Crederci allora? Nell’attesa di verificarlo con i risultati veri, ecco che però il fattore C del segretario trova una sua dimensione politica. Il faccione pelato ma gioioso, con accenti di umiltà che erano scomparsi nella muscolare regia renziana, aiutano questo giovane vecchio, figlioccio di Goffredo Bettini, il demiurgo del Pci romano, organizzatore e dispensatore di incarichi e prebende negli anni del monopolio rosso del Campidoglio, a ottenere più di quanto si potesse mai immaginare.

Zingaretti non si è mai allontanato da Roma, dove dirige la Regione (con una desistenza dei cinquestelle tutt’altro che irrilevante) dopo aver guidato la Provincia.

È riuscito, restando immobile, a raccogliere le spoglie del partito che il mattatore fiorentino (prima di farsi autoesplodere) aveva disseminato ovunque e reso detriti. Dalla destra di Carlo Calenda alla sinistra bersaniana, in un riavvicinamento che ha ritrovato in Massimo D’Alema l’analista del nuovo corso: “Mai come adesso è necessario andare a votare”.

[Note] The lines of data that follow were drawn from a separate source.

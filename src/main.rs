use std::path::PathBuf;
use std::sync::Arc;

use anyhow::{bail, Context, Result};
use clap::{Args, Parser, Subcommand};
use tracing::{info, warn};
use tracing_subscriber::EnvFilter;

use housing_storefront::admin::{AdminConsole, CategoryForm, NewImage, OpenError, PropertyForm};
use housing_storefront::api::ReqwestTransport;
use housing_storefront::filters::{FilterBar, Location};
use housing_storefront::session::store::FileTokenStore;
use housing_storefront::views::{ListingView, PropertyDetail};
use housing_storefront::{ApiClient, ApiError, Config, FetchMode, Session};

#[derive(Parser)]
#[command(name = "housing-storefront")]
#[command(about = "Browse property listings and manage them from the admin console")]
struct Cli {
    #[command(subcommand)]
    command: Commands,

    /// REST API base URL (overrides STOREFRONT_API_URL)
    #[arg(long, global = true)]
    api_url: Option<String>,

    /// Where the session tokens are kept (overrides STOREFRONT_TOKEN_FILE)
    #[arg(long, global = true)]
    token_file: Option<PathBuf>,
}

#[derive(Subcommand)]
enum Commands {
    /// List properties matching the filters
    List(ListArgs),
    /// Show one property by slug
    Show { slug: String },
    Login {
        #[arg(short, long)]
        username: String,
        #[arg(short, long)]
        password: String,
    },
    Logout,
    /// Report whether the stored session is usable
    Status,
    #[command(subcommand)]
    Admin(AdminCommands),
}

#[derive(Args)]
struct ListArgs {
    /// Start from a full query string, e.g. "?city=Faro&page=2"
    #[arg(long)]
    query: Option<String>,
    #[arg(short, long)]
    search: Option<String>,
    #[arg(long)]
    category: Option<String>,
    #[arg(long)]
    min_price: Option<String>,
    #[arg(long)]
    max_price: Option<String>,
    #[arg(long)]
    city: Option<String>,
    #[arg(long)]
    state: Option<String>,
    #[arg(long)]
    country: Option<String>,
    /// price, -price, -created_at or created_at
    #[arg(long)]
    ordering: Option<String>,
    #[arg(long)]
    page: Option<u32>,
}

#[derive(Subcommand)]
enum AdminCommands {
    Properties,
    Categories {
        /// Show a single category
        #[arg(long)]
        slug: Option<String>,
    },
    Contact,
    AddProperty(PropertyArgs),
    EditProperty {
        #[arg(long)]
        id: u64,
        #[command(flatten)]
        fields: PropertyArgs,
    },
    DeleteProperty {
        #[arg(long)]
        id: u64,
    },
    AddCategory {
        #[arg(long)]
        name: String,
    },
    RenameCategory {
        #[arg(long)]
        id: u64,
        #[arg(long)]
        name: String,
    },
    DeleteCategory {
        #[arg(long)]
        id: u64,
    },
    UpdateContact {
        #[arg(long)]
        phone: Option<String>,
        #[arg(long)]
        email: Option<String>,
        #[arg(long)]
        whatsapp: Option<String>,
    },
}

#[derive(Args)]
struct PropertyArgs {
    #[arg(long)]
    title: Option<String>,
    #[arg(long)]
    description: Option<String>,
    #[arg(long)]
    price: Option<String>,
    /// Category id
    #[arg(long)]
    category: Option<String>,
    #[arg(long)]
    city: Option<String>,
    #[arg(long)]
    state: Option<String>,
    #[arg(long)]
    country: Option<String>,
    /// Image file to upload (repeatable)
    #[arg(long = "image")]
    images: Vec<PathBuf>,
    /// Index among the uploaded images to mark as primary
    #[arg(long)]
    primary: Option<usize>,
}

#[tokio::main]
async fn main() -> Result<()> {
    // Initialize logging
    tracing_subscriber::fmt()
        .with_env_filter(EnvFilter::try_from_default_env().unwrap_or_else(|_| EnvFilter::new("info")))
        .init();

    let cli = Cli::parse();

    let mut config = Config::load()?;
    if let Some(url) = cli.api_url {
        config.api_url = url.trim_end_matches('/').to_string();
    }
    if let Some(path) = cli.token_file {
        config.token_file = path;
    }

    let store = Arc::new(FileTokenStore::open(&config.token_file).context("Failed to open token store")?);
    let transport = Arc::new(ReqwestTransport::new(config.timeout).context("Failed to create HTTP client")?);
    let client = ApiClient::new(config.api_url.clone(), transport, store.clone());
    let mut session = Session::new(client, store);

    match cli.command {
        Commands::List(args) => list(&session, &config, args).await?,
        Commands::Show { slug } => show(&session, &slug).await?,
        Commands::Login { username, password } => {
            session.login(&username, &password).await.context("Login failed")?;
            info!("🔑 Logged in, tokens saved to {}", config.token_file.display());
        }
        Commands::Logout => {
            session.logout();
            info!("Logged out");
        }
        Commands::Status => {
            let state = session.check_session().await;
            println!("Session: {:?}", state);
        }
        Commands::Admin(command) => {
            session.check_session().await;
            admin(&session, command).await?;
        }
    }

    Ok(())
}

async fn list(session: &Session, config: &Config, args: ListArgs) -> Result<()> {
    let mut location = Location::new(&format!("/{}", normalize_query(args.query.as_deref())))?;
    let mut bar = FilterBar::from_location(&location);

    let fields = [
        ("search", args.search),
        ("category", args.category),
        ("min_price", args.min_price),
        ("max_price", args.max_price),
        ("city", args.city),
        ("state", args.state),
        ("country", args.country),
        ("ordering", args.ordering),
    ];
    let edited = fields.iter().any(|(_, v)| v.is_some());
    for (name, value) in fields {
        if let Some(value) = value {
            bar.set(name, &value);
        }
    }

    if edited {
        bar.apply(&mut location)?;
    }
    if let Some(page) = args.page {
        location.push(&location.page_href(page))?;
    }

    let view = ListingView::load(session.client(), &location, config.page_size, FetchMode::NoStore).await?;

    info!("🏠 {} properties match ({})", view.page.count, view.criteria);
    if let Some(order) = &view.criteria.ordering {
        info!("Sorted by {}", order.label());
    }
    if view.is_empty() {
        println!("No properties found. Try adjusting your filters.");
        return Ok(());
    }

    for (i, card) in view.cards().iter().enumerate() {
        println!("{}. {} ({})", i + 1, card.title, card.price);
        println!("   {} · {}", card.category, card.location);
        println!("   {}", card.href);
        println!();
    }

    if let Some(pagination) = &view.pagination {
        let pages: Vec<String> = pagination
            .window
            .iter()
            .map(|&p| if pagination.is_current(p) { format!("[{p}]") } else { p.to_string() })
            .collect();
        println!(
            "{} {} {}",
            if pagination.has_previous { "‹" } else { " " },
            pages.join(" "),
            if pagination.has_next { "›" } else { " " }
        );
        if let Some(href) = pagination.next_href(&location) {
            println!("Next page: {}", href);
        }
    }

    Ok(())
}

/// Accepts `city=Faro`, `?city=Faro` or `/?city=Faro`
fn normalize_query(query: Option<&str>) -> String {
    let query = query.unwrap_or("").trim().trim_start_matches('/');
    let query = query.strip_prefix('?').unwrap_or(query);
    if query.is_empty() {
        String::new()
    } else {
        format!("?{query}")
    }
}

async fn show(session: &Session, slug: &str) -> Result<()> {
    let detail = match PropertyDetail::load(session.client(), slug, FetchMode::NoStore).await {
        Ok(detail) => detail,
        Err(ApiError::NotFound(what)) => bail!("{} not found", what),
        Err(e) => return Err(e.into()),
    };

    let property = &detail.property;
    println!("{} ({})", property.title, detail.price_label());
    println!("{} · {}", property.category.name, property.location_line());
    println!("{}", detail.listed_on());
    println!();
    println!("{}", property.description);
    println!();
    for (i, image) in property.images.iter().enumerate() {
        let marker = if Some(image.id) == property.primary_image.as_ref().map(|p| p.id) { "*" } else { " " };
        println!("{} image {}: {}", marker, i + 1, image.image);
    }

    let links = detail.contact_links();
    println!();
    println!("WhatsApp: {}", links.whatsapp);
    println!("Call:     {}", links.phone);
    println!("Email:    {}", links.email);

    Ok(())
}

async fn admin(session: &Session, command: AdminCommands) -> Result<()> {
    let mut console = match AdminConsole::open(session).await {
        Ok(console) => console,
        Err(OpenError::Redirect(_)) => bail!("Not logged in. Run `housing-storefront login` first."),
    };
    let client = console.client().clone();

    match command {
        AdminCommands::Properties => {
            for property in console.properties.items() {
                println!(
                    "#{} {} | {} | {} | {}",
                    property.id,
                    property.title,
                    property.category.name,
                    property.location_line(),
                    housing_storefront::views::format_currency(property.price)
                );
            }
        }
        AdminCommands::Categories { slug: Some(slug) } => {
            let category = client.get_category(&slug, FetchMode::NoStore).await?;
            println!("#{} {} ({})", category.id, category.name, category.slug);
        }
        AdminCommands::Categories { slug: None } => {
            for category in console.categories.items() {
                println!("#{} {} ({})", category.id, category.name, category.slug);
            }
        }
        AdminCommands::Contact => match console.contact.info() {
            Some(info) => {
                println!("Phone:    {}", info.phone_number);
                println!("Email:    {}", info.email);
                println!("WhatsApp: {}", info.whatsapp_number);
            }
            None => println!("No contact information on record."),
        },
        AdminCommands::AddProperty(args) => {
            let mut form = PropertyForm::new();
            fill_property_form(&mut form, args).await?;
            let saved = console.properties.submit(&client, &mut form).await.map_err(|e| report(e, form.errors()))?;
            info!("✅ Created property #{} ({})", saved.id, saved.slug);
        }
        AdminCommands::EditProperty { id, fields } => {
            let Some(property) = console.properties.items().iter().find(|p| p.id == id).cloned() else {
                bail!("Property #{} not found", id);
            };
            let mut form = PropertyForm::edit(&property);
            fill_property_form(&mut form, fields).await?;
            let saved = console.properties.submit(&client, &mut form).await.map_err(|e| report(e, form.errors()))?;
            info!("✅ Updated property #{} ({})", saved.id, saved.slug);
        }
        AdminCommands::DeleteProperty { id } => {
            console.properties.delete(&client, id).await?;
            info!("🗑️ Deleted property #{}, {} left", id, console.properties.items().len());
        }
        AdminCommands::AddCategory { name } => {
            let mut form = CategoryForm::new(&name);
            let created = console.categories.add(&client, &mut form).await?;
            info!("✅ Created category #{} ({})", created.id, created.slug);
        }
        AdminCommands::RenameCategory { id, name } => {
            let Some(category) = console.categories.items().iter().find(|c| c.id == id).cloned() else {
                bail!("Category #{} not found", id);
            };
            let mut form = CategoryForm::new(&name);
            console.categories.rename(&client, &category, &mut form).await?;
            info!("✅ Renamed category #{} to {}", id, name);
        }
        AdminCommands::DeleteCategory { id } => {
            if let Err(e) = console.categories.delete(&client, id).await {
                let message = console.categories.error().map(str::to_string).unwrap_or_else(|| e.to_string());
                bail!(message);
            }
            info!("🗑️ Deleted category #{}", id);
        }
        AdminCommands::UpdateContact { phone, email, whatsapp } => {
            let mut form = console.contact.form();
            for (name, value) in [("phone_number", phone), ("email", email), ("whatsapp_number", whatsapp)] {
                if let Some(value) = value {
                    form.set(name, &value);
                }
            }
            console.contact.submit(&client, &mut form).await.map_err(|e| report(e, form.errors()))?;
            if let Some(message) = form.success() {
                info!("✅ {}", message);
            }
        }
    }

    Ok(())
}

async fn fill_property_form(form: &mut PropertyForm, args: PropertyArgs) -> Result<()> {
    let fields = [
        ("title", args.title),
        ("description", args.description),
        ("price", args.price),
        ("category", args.category),
        ("city", args.city),
        ("state", args.state),
        ("country", args.country),
    ];
    for (name, value) in fields {
        if let Some(value) = value {
            form.set(name, &value);
        }
    }

    let mut uploads = Vec::new();
    for path in &args.images {
        let bytes = tokio::fs::read(path)
            .await
            .with_context(|| format!("Failed to read image {}", path.display()))?;
        let file_name = path
            .file_name()
            .map(|n| n.to_string_lossy().into_owned())
            .unwrap_or_else(|| "image".to_string());
        uploads.push(NewImage::new(file_name, bytes));
    }

    if !uploads.is_empty() && !form.attach(uploads) {
        warn!("Image limit reached, nothing attached");
    }
    if let Some(index) = args.primary {
        if !form.images.set_primary_added(index) {
            warn!("No uploaded image at index {}, keeping current primary", index);
        }
    }

    Ok(())
}

fn report(err: ApiError, errors: &housing_storefront::FieldErrors) -> anyhow::Error {
    for (field, message) in errors.iter() {
        warn!("{}: {}", field, message);
    }
    anyhow::Error::new(err)
}

#[cfg(test)]
mod tests {
    use super::*;

    #[test]
    fn test_query_forms_resolve_to_same_location() {
        for raw in ["city=Faro&page=2", "?city=Faro&page=2", "/?city=Faro&page=2", " /?city=Faro&page=2 "] {
            let location = Location::new(&format!("/{}", normalize_query(Some(raw)))).unwrap();
            assert_eq!(location.href(), "/?city=Faro&page=2", "input {raw:?}");
        }
    }

    #[test]
    fn test_empty_query_is_bare_path() {
        assert_eq!(normalize_query(None), "");
        assert_eq!(normalize_query(Some("/")), "");
        assert_eq!(normalize_query(Some("?")), "");
    }
}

E infatti Zinga – in nome del voto utile – ha fatto proseliti, richiamato la vecchia guardia, riabilitato alla grande Enrico Letta (“Ho votato di mattina presto, oggi era troppo importante farlo subito”), reclutato renziani di antica obbedienza ( Simona Bonafè, per esempio, che ha ottenuto di guidare la circoscrizione Centro), e imposto in campo importanti new entry. Quella di Calenda, l’ala destra, e quella di Giuliano Pisapia, a sinistra. Un lavoro da ebanista, un modo di richiamare tutte le forze disponibili e raccogliere il massimo possibile. E oggi, nel suo studio di largo del Nazareno, davanti a una libreria vuota, si fa la foto ricordo: sorride di gusto. Di fronte a lui Paolo Gentiloni, anche lui elettrizzato.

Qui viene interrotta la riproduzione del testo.